Scaffold-based molecular searching, a well-established strategy in medicinal chemistry, focuses on preserving the core structural motif of a bioactive compound while exploring variations around it to identify new molecules with retained or improved function. Drawing inspiration from this concept, I employed an analogous approach for aptamer discovery by leveraging a known functional sequence as a structural scaffold. In this design, a randomized library is strategically inserted within the predefined aptamer framework, enabling the exploration of sequence diversity while maintaining key structural features required for target binding. This strategy accelerates the identification of high-affinity aptamers for specific targets by constraining the search space to functionally relevant configurations, thereby combining the efficiency of scaffold-guided design with the versatility of combinatorial selection.

DAMPA, a metabolite of MTX generated by the rescue enzyme carboxypeptidase G2, closely resembles MTX, which leads to cross-reactivity with existing MTX aptamers and therefore limits their use in CPG2-assisted therapy monitoring.

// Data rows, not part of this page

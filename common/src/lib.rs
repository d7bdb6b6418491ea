pub mod config;
pub mod error;
pub mod events;
pub mod retry;
pub mod telemetry;
pub mod topics;

pub mod bus;

pub use error::{BusError, BusResult};
pub use retry::RetryConfig;
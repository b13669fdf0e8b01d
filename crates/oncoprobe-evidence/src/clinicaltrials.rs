//! ClinicalTrials.gov v2 API client.
//!
//! API docs: https://clinicaltrials.gov/data-api/api
//! Endpoint: https://clinicaltrials.gov/api/v2/studies
//!
//! Searches studies by intervention term and maps the NCT IDs to study
//! detail URLs.

use async_trait::async_trait;
use tracing::{debug, instrument};

use oncoprobe_common::sandbox::SandboxClient;
use super::EvidenceSource;

const CT_API_URL: &str = "https://clinicaltrials.gov/api/v2/studies";
const CT_STUDY_URL: &str = "https://clinicaltrials.gov/study";

pub struct ClinicalTrialsClient {
    client: SandboxClient,
    api_url: String,
}

impl ClinicalTrialsClient {
    pub fn new(client: SandboxClient) -> Self {
        Self { client, api_url: CT_API_URL.to_string() }
    }

    pub fn with_api_url(mut self, url: impl Into<String>) -> Self {
        self.api_url = url.into();
        self
    }

    #[instrument(skip(self))]
    async fn search_studies(
        &self,
        query: &str,
        max_results: usize,
    ) -> anyhow::Result<Vec<serde_json::Value>> {
        let resp: serde_json::Value = self
            .client
            .get(&self.api_url)?
            .query(&[
                ("query.intr", query),
                ("pageSize", &max_results.to_string()),
                ("format", "json"),
                ("fields", "NCTId,BriefTitle,OverallStatus"),
            ])
            .send()
            .await?
            .error_for_status()?
            .json()
            .await?;

        Ok(resp["studies"].as_array().cloned().unwrap_or_default())
    }
}

#[async_trait]
impl EvidenceSource for ClinicalTrialsClient {
    async fn links_for(&self, drug_name: &str, max_results: usize) -> anyhow::Result<Vec<String>> {
        let studies = self.search_studies(drug_name, max_results).await?;
        debug!(n = studies.len(), "ClinicalTrials.gov studies retrieved");

        Ok(studies
            .iter()
            .filter_map(|s| {
                s["protocolSection"]["identificationModule"]["nctId"]
                    .as_str()
                    .map(|nct| format!("{}/{}", CT_STUDY_URL, nct))
            })
            .collect())
    }
}
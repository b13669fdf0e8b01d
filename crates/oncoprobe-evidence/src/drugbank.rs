//! DrugBank target-to-drug mapping.
//!
//! Loaded once at startup from the DrugBank "target links" CSV export,
//! which carries a `UniProt ID` column and a `Drug IDs` column with
//! `; `-separated DrugBank accession numbers.

use std::collections::HashMap;
use std::path::Path;
use tracing::info;

use oncoprobe_common::{OncoprobeError, Result};

const UNIPROT_COLUMN: &str = "UniProt ID";
const DRUG_IDS_COLUMN: &str = "Drug IDs";

/// In-memory UniProt ID → DrugBank IDs index.
#[derive(Debug, Clone, Default)]
pub struct DrugBankIndex {
    by_uniprot: HashMap<String, Vec<String>>,
}

impl DrugBankIndex {
    /// Load the index from the DrugBank CSV export.
    pub fn load<P: AsRef<Path>>(path: P) -> Result<Self> {
        let path = path.as_ref();
        let mut reader = csv::Reader::from_path(path)
            .map_err(|e| OncoprobeError::Csv(format!("{}: {}", path.display(), e)))?;

        let headers = reader
            .headers()
            .map_err(|e| OncoprobeError::Csv(format!("{}: {}", path.display(), e)))?
            .clone();
        let uniprot_idx = headers
            .iter()
            .position(|h| h == UNIPROT_COLUMN)
            .ok_or_else(|| {
                OncoprobeError::Csv(format!("{}: missing '{}' column", path.display(), UNIPROT_COLUMN))
            })?;
        let drugs_idx = headers
            .iter()
            .position(|h| h == DRUG_IDS_COLUMN)
            .ok_or_else(|| {
                OncoprobeError::Csv(format!("{}: missing '{}' column", path.display(), DRUG_IDS_COLUMN))
            })?;

        let mut by_uniprot = HashMap::new();
        for record in reader.records() {
            let record =
                record.map_err(|e| OncoprobeError::Csv(format!("{}: {}", path.display(), e)))?;
            let uniprot = record.get(uniprot_idx).unwrap_or("").trim();
            let drugs = record.get(drugs_idx).unwrap_or("").trim();
            if uniprot.is_empty() || drugs.is_empty() {
                continue;
            }
            let ids: Vec<String> = drugs
                .split("; ")
                .map(|s| s.trim().to_string())
                .filter(|s| !s.is_empty())
                .collect();
            if !ids.is_empty() {
                by_uniprot.insert(uniprot.to_string(), ids);
            }
        }

        info!(targets = by_uniprot.len(), path = %path.display(), "DrugBank index loaded");
        Ok(Self { by_uniprot })
    }

    /// Exact-match lookup of DrugBank IDs for a UniProt accession.
    pub fn drug_ids(&self, uniprot_id: &str) -> Option<&[String]> {
        self.by_uniprot.get(uniprot_id).map(|v| v.as_slice())
    }

    pub fn len(&self) -> usize {
        self.by_uniprot.len()
    }

    pub fn is_empty(&self) -> bool {
        self.by_uniprot.is_empty()
    }
}
use reqwest::{Client, ClientBuilder};
use std::collections::HashSet;
use std::time::Duration;
use url::Url;
use crate::error::OncoprobeError;

/// An allowlist-capped HTTP client. Every outbound request made by the
/// evidence and LLM clients goes through this wrapper, so the service can
/// only ever talk to the biomedical APIs it was built for.
#[derive(Debug, Clone)]
pub struct SandboxClient {
    client: Client,
    allowlist: HashSet<String>,
}

impl SandboxClient {
    /// Creates a new SandboxClient with the default Oncoprobe allowlist.
    pub fn new() -> Result<Self, OncoprobeError> {
        let mut allowlist = HashSet::new();
        let domains = vec![
            "pubchem.ncbi.nlm.nih.gov",            // PubChem PUG REST
            "eutils.ncbi.nlm.nih.gov",             // PubMed E-utilities
            "clinicaltrials.gov",                  // ClinicalTrials.gov v2
            "generativelanguage.googleapis.com",   // Gemini
            "localhost",                           // local backends, tests
            "127.0.0.1",                           // localhost alt
        ];

        for d in domains {
            allowlist.insert(d.to_string());
        }

        let client = ClientBuilder::new()
            .timeout(Duration::from_secs(30))
            .build()
            .map_err(|e| OncoprobeError::Config(format!("Failed to build HTTP client: {}", e)))?;

        Ok(Self { client, allowlist })
    }

    /// Appends an exact hostname to the allowlist.
    pub fn allow_domain(&mut self, domain: &str) {
        self.allowlist.insert(domain.to_string());
    }

    /// Validates if a URL is permitted under the current sandbox policy.
    pub fn is_allowed(&self, url: &str) -> bool {
        if let Ok(parsed) = Url::parse(url) {
            if let Some(host) = parsed.host_str() {
                // Exact match or subdomain of an allowed domain
                for allowed in &self.allowlist {
                    if host == allowed || host.ends_with(&format!(".{}", allowed)) {
                        return true;
                    }
                }
            }
        }
        false
    }

    pub fn get(&self, url: &str) -> Result<reqwest::RequestBuilder, OncoprobeError> {
        if !self.is_allowed(url) {
            return Err(OncoprobeError::Security(format!(
                "domain not in allowlist for URL {}",
                url
            )));
        }
        Ok(self.client.get(url))
    }

    pub fn post(&self, url: &str) -> Result<reqwest::RequestBuilder, OncoprobeError> {
        if !self.is_allowed(url) {
            return Err(OncoprobeError::Security(format!(
                "domain not in allowlist for URL {}",
                url
            )));
        }
        Ok(self.client.post(url))
    }
}

#[cfg(test)]
mod tests {
    use super::*;

    #[test]
    fn test_default_allowlist_covers_bio_apis() {
        let c = SandboxClient::new().unwrap();
        assert!(c.is_allowed("https://pubchem.ncbi.nlm.nih.gov/rest/pug/compound/name/aspirin/JSON"));
        assert!(c.is_allowed("https://eutils.ncbi.nlm.nih.gov/entrez/eutils/esearch.fcgi"));
        assert!(c.is_allowed("https://clinicaltrials.gov/api/v2/studies"));
        assert!(!c.is_allowed("https://example.com/"));
    }

    #[test]
    fn test_blocked_domain_errors() {
        let c = SandboxClient::new().unwrap();
        assert!(c.get("https://example.com/").is_err());
    }

    #[test]
    fn test_allow_domain_extends_policy() {
        let mut c = SandboxClient::new().unwrap();
        assert!(!c.is_allowed("https://api.example.org/v1"));
        c.allow_domain("api.example.org");
        assert!(c.is_allowed("https://api.example.org/v1"));
    }
}
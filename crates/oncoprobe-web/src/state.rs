//! Shared application state, built once at startup and read-only after.

use std::path::PathBuf;
use std::sync::Arc;

use oncoprobe_common::sandbox::SandboxClient;
use oncoprobe_common::{OncoprobeError, Result};
use oncoprobe_evidence::{ClinicalTrialsClient, DrugBankIndex, PubChemClient, PubMedClient};
use oncoprobe_features::{ExtractorCommand, FeatureExtractor};
use oncoprobe_llm::{GeminiBackend, LlmBackend, OpenAiCompatibleBackend, RepurposingReporter};
use oncoprobe_model::Classifier;

use crate::config::Config;

/// State injected into every Axum handler.
pub struct AppState {
    pub classifier: Classifier,
    pub metrics_dir: PathBuf,
    pub extractor: FeatureExtractor,
    pub drugbank: DrugBankIndex,
    pub reporter: RepurposingReporter,
    pub pubchem: PubChemClient,
    pub pubmed: PubMedClient,
    pub trials: ClinicalTrialsClient,
    pub max_evidence: usize,
}

pub type SharedState = Arc<AppState>;

impl AppState {
    /// Wire the full pipeline from configuration. Fails fast on a missing
    /// model artifact or DrugBank CSV; the external APIs are only reached
    /// per request.
    pub fn from_config(config: &Config) -> Result<Self> {
        let classifier = Classifier::load(&config.model.artifact)?;
        let drugbank = DrugBankIndex::load(&config.drugbank.csv_path)?;

        let extractor = FeatureExtractor::new(ExtractorCommand {
            program: config.extractor.program.clone(),
            args: config.extractor.args.clone(),
        });

        let sandbox = SandboxClient::new()?;
        let backend: Arc<dyn LlmBackend> = match config.llm.backend.as_str() {
            "gemini" => Arc::new(GeminiBackend::new(
                sandbox.clone(),
                config.llm_api_key(),
                config.llm.model.clone(),
            )),
            "openai_compatible" => {
                let base_url = config.llm.base_url.clone().ok_or_else(|| {
                    OncoprobeError::Config(
                        "llm.base_url is required for openai_compatible".to_string(),
                    )
                })?;
                Arc::new(OpenAiCompatibleBackend::new(
                    sandbox.clone(),
                    base_url,
                    config.llm.model.clone(),
                    None,
                ))
            }
            other => {
                return Err(OncoprobeError::Config(format!(
                    "unknown llm backend '{}'",
                    other
                )))
            }
        };

        Ok(Self {
            classifier,
            metrics_dir: config.model.metrics_dir.clone(),
            extractor,
            drugbank,
            reporter: RepurposingReporter::new(backend),
            pubchem: PubChemClient::new(sandbox.clone()),
            pubmed: PubMedClient::new(sandbox.clone(), config.evidence.pubmed_api_key.clone()),
            trials: ClinicalTrialsClient::new(sandbox),
            max_evidence: config.evidence.max_results,
        })
    }
}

Rather than viewing this cross-reactivity as a failure of specificity, I approached it from a different perspective—from the lens of Wabi-Sabi—where beauty and utility can be found in imperfection. In this context, aptamer cross-reactivity is not inherently a problem; it is a property. The key is how we use it. By identifying a DAMPA-specific aptamer and pairing it with a cross-reactive MTX/DAMPA counterpart, I developed a differential sensing strategy that uses mathematical deconvolution to resolve the concentration of each molecule.